Publié en ligne le 20 février 2022
Le monde sans fin
Jean-Marc Jancovici, Christophe Blain
Dargaud, 2021, 196 pages, 27 €

Récemment, le film Don’t Look Up 1 a épinglé avec humour la tendance de nos sociétés à la paralysie quand vient l’heure d’œuvrer collectivement pour leur survie et la sauvegarde de leur milieu. À l’heure où le changement climatique est d’une actualité brûlante et où les enjeux écologiques s’invitent dans les débats publics, une approche rationnelle et dépassionnée des questions relatives à la transition énergétique est plus que jamais nécessaire. C’est bien à quoi s’emploient Jean-Marc Jancovici et le dessinateur Christophe Blain dans Le Monde sans fin, bande dessinée parue chez Dargaud à la fin de l’année 2021.

J.-M. Jancovici, polytechnicien et enseignant à Mines ParisTech, milite depuis de longues années pour faire connaître les conséquences actuelles et à venir du changement climatique induit par les activités humaines et promouvoir une transition vers une « économie bas carbone ». Plus globalement, sa pensée s’inscrit dans une perspective de décroissance contrôlée et anticipée de l’activité humaine 2. Fondateur du think tank écologique The Shift Project, il a acquis une indiscutable notoriété auprès du grand public grâce à ses conférences diffusées sur Internet, dans lesquelles il s’adresse à des publics variés avec un style incisif mais non dénué d’humour.

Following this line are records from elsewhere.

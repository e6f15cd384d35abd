//! Legality rules for dialect conversion.
//!
//! A conversion target says which operations may remain after a lowering.
//! `verify()` walks a region and lists every operation that is still illegal.

use std::collections::HashSet;
use std::fmt;
use std::ops::ControlFlow;

use crate::context::IrContext;
use crate::refs::{OpRef, RegionRef};
use crate::symbol::Symbol;
use crate::walk::{self, WalkAction};

/// Result of a legality check.
#[derive(Debug, Clone, Copy, PartialEq, Eq)]
pub enum LegalityCheck {
    Legal,
    Illegal,
}

type DynamicCheckFn = dyn Fn(&IrContext, OpRef) -> Option<LegalityCheck>;

/// Which ops and dialects are legal, illegal, or dynamically checked.
/// Everything is legal by default.
#[derive(Default)]
pub struct ConversionTarget {
    legal_dialects: HashSet<Symbol>,
    illegal_dialects: HashSet<Symbol>,
    legal_ops: HashSet<(Symbol, Symbol)>,
    illegal_ops: HashSet<(Symbol, Symbol)>,
    dynamic_checks: Vec<Box<DynamicCheckFn>>,
}

impl ConversionTarget {
    pub fn new() -> Self {
        Self::default()
    }

    pub fn add_legal_dialect(&mut self, dialect: &str) -> &mut Self {
        self.legal_dialects.insert(Symbol::from_dynamic(dialect));
        self
    }

    pub fn add_illegal_dialect(&mut self, dialect: &str) -> &mut Self {
        self.illegal_dialects.insert(Symbol::from_dynamic(dialect));
        self
    }

    pub fn add_legal_op(&mut self, dialect: &str, op_name: &str) -> &mut Self {
        self.legal_ops
            .insert((Symbol::from_dynamic(dialect), Symbol::from_dynamic(op_name)));
        self
    }

    pub fn add_illegal_op(&mut self, dialect: &str, op_name: &str) -> &mut Self {
        self.illegal_ops
            .insert((Symbol::from_dynamic(dialect), Symbol::from_dynamic(op_name)));
        self
    }

    /// Add a dynamic legality check.
    ///
    /// Return `Some(Legal)` or `Some(Illegal)` to override, `None` to defer.
    pub fn add_dynamic_check(
        &mut self,
        f: impl Fn(&IrContext, OpRef) -> Option<LegalityCheck> + 'static,
    ) -> &mut Self {
        self.dynamic_checks.push(Box::new(f));
        self
    }

    /// Check if a specific operation is legal.
    ///
    /// Resolution order:
    /// 1. Dynamic checks (first non-None wins)
    /// 2. Specific op rules
    /// 3. Dialect rules
    /// 4. Default: Legal
    pub fn is_legal(&self, ctx: &IrContext, op: OpRef) -> LegalityCheck {
        for check in &self.dynamic_checks {
            if let Some(result) = check(ctx, op) {
                return result;
            }
        }

        let data = ctx.op(op);
        let key = (data.dialect, data.name);

        if self.legal_ops.contains(&key) {
            return LegalityCheck::Legal;
        }
        if self.illegal_ops.contains(&key) {
            return LegalityCheck::Illegal;
        }

        if self.legal_dialects.contains(&data.dialect) {
            return LegalityCheck::Legal;
        }
        if self.illegal_dialects.contains(&data.dialect) {
            return LegalityCheck::Illegal;
        }

        LegalityCheck::Legal
    }

    /// List every illegal operation nested in `region`, pre-order.
    pub fn verify(&self, ctx: &IrContext, region: RegionRef) -> Vec<IllegalOp> {
        let mut illegal = Vec::new();

        let _ = walk::walk_region::<()>(ctx, region, &mut |op| {
            if self.is_legal(ctx, op) == LegalityCheck::Illegal {
                let data = ctx.op(op);
                illegal.push(IllegalOp {
                    op,
                    dialect: data.dialect,
                    name: data.name,
                });
            }
            ControlFlow::Continue(WalkAction::Advance)
        });

        illegal
    }
}

/// An illegal operation found during verification.
#[derive(Clone, Copy, Debug, PartialEq, Eq)]
pub struct IllegalOp {
    pub op: OpRef,
    pub dialect: Symbol,
    pub name: Symbol,
}

impl fmt::Display for IllegalOp {
    fn fmt(&self, f: &mut fmt::Formatter<'_>) -> fmt::Result {
        write!(f, "{}.{} ({})", self.dialect, self.name, self.op)
    }
}
//! Interned symbols.

use std::borrow::Cow;
use std::sync::LazyLock;

use lasso::{Rodeo, Spur};
use parking_lot::RwLock;

/// Global string interner for symbols.
static INTERNER: LazyLock<RwLock<Rodeo>> = LazyLock::new(|| RwLock::new(Rodeo::default()));

/// Interned symbol for cheap comparison of dialect names, op names and attribute keys.
///
/// Uses lasso for string interning with 4-byte Spur keys.
#[derive(Clone, Copy, Debug, PartialEq, Eq, PartialOrd, Ord, Hash)]
pub struct Symbol(Spur);

impl Symbol {
    /// Intern a static string and return its symbol. Prefer this over `from_dynamic` when possible.
    pub fn new(text: &'static str) -> Self {
        Self::get_or_else(text, |rodeo| rodeo.get_or_intern_static(text))
    }

    /// Intern a string and return its symbol. Prefer `new` if the text is static.
    pub fn from_dynamic(text: &str) -> Self {
        Self::get_or_else(text, |rodeo| rodeo.get_or_intern(text))
    }

    fn get_or_else(text: &str, f: impl for<'r> FnOnce(&'r mut Rodeo) -> Spur) -> Self {
        let mut lock = INTERNER.upgradable_read();
        Symbol(if let Some(spur) = lock.get(text) {
            spur
        } else {
            lock.with_upgraded(f)
        })
    }

    /// Access the symbol's text without allocating.
    ///
    /// Uses `read_recursive()` so nested symbol operations inside the closure
    /// (Display, `==`) cannot deadlock.
    pub fn with_str<R>(&self, f: impl FnOnce(&str) -> R) -> R {
        let interner = INTERNER.read_recursive();
        let text = interner.resolve(&self.0);
        f(text)
    }
}

impl From<&'static str> for Symbol {
    fn from(text: &'static str) -> Self {
        Symbol::new(text)
    }
}

impl From<Cow<'_, str>> for Symbol {
    fn from(text: Cow<'_, str>) -> Self {
        Symbol::from_dynamic(&text)
    }
}

/// Declare several symbol helper functions at once.
///
/// ```
/// use strata_ir::symbols;
///
/// symbols! {
///     ATTR_NAME => "name",
///     #[allow(dead_code)]
///     ATTR_UNUSED => "unused",
/// }
///
/// assert_eq!(ATTR_NAME(), "name");
/// ```
#[macro_export]
macro_rules! symbols {
    ($($(#[$attr:meta])* $name:ident => $text:literal),* $(,)?) => {
        $(
            $(#[$attr])*
            #[allow(non_snake_case)]
            #[inline]
            pub fn $name() -> $crate::Symbol {
                $crate::Symbol::new($text)
            }
        )*
    };
}

impl PartialEq<str> for Symbol {
    fn eq(&self, other: &str) -> bool {
        self.with_str(|s| s == other)
    }
}

impl PartialEq<&str> for Symbol {
    fn eq(&self, other: &&str) -> bool {
        self.with_str(|s| s == *other)
    }
}

impl PartialEq<Symbol> for str {
    fn eq(&self, other: &Symbol) -> bool {
        other.with_str(|s| s == self)
    }
}

impl PartialEq<Symbol> for &str {
    fn eq(&self, other: &Symbol) -> bool {
        other.with_str(|s| s == *self)
    }
}

impl std::fmt::Display for Symbol {
    fn fmt(&self, f: &mut std::fmt::Formatter<'_>) -> std::fmt::Result {
        self.with_str(|s| write!(f, "{}", s))
    }
}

Cette bande dessinée n’est pas seulement le condensé de ces interventions, elle a aussi été conçue comme un voyage. J.-M. Jancovici, tel Virgile, accompagne un C. Blain effaré dans les méandres de notre rapport aux énergies fossiles, leurs conséquences sur l’environnement et l’urgence de leur trouver des alternatives moins émettrices de gaz à effet de serre.

La transition énergétique recommandée par des organisations scientifiques (à l’instar du Giec 3) et souhaitée par une part croissante de la société civile (comme le mouvement Youth for Climate initié par Greta Thunberg) peut toutefois apparaître comme un dédale semé d’embûches pour le citoyen qui n’est pas spécialiste du sujet. Certaines solutions ne sont miraculeuses qu’en apparence et d’autres sont injustement diabolisées dans le débat public. J.-M. Jancovici présente les avantages et inconvénients des différentes sources d’énergies à faible émission telles que l’hydroélectrique, le nucléaire, l’éolien ou le solaire. Selon lui, il s’agit moins de choisir parmi cet éventail de solutions que de les combiner afin de construire un mix énergétique susceptible de permettre à la France de réussir sa transition tout en assurant à ses citoyens un niveau de vie comparable à celui qu’ils connaissent aujourd’hui.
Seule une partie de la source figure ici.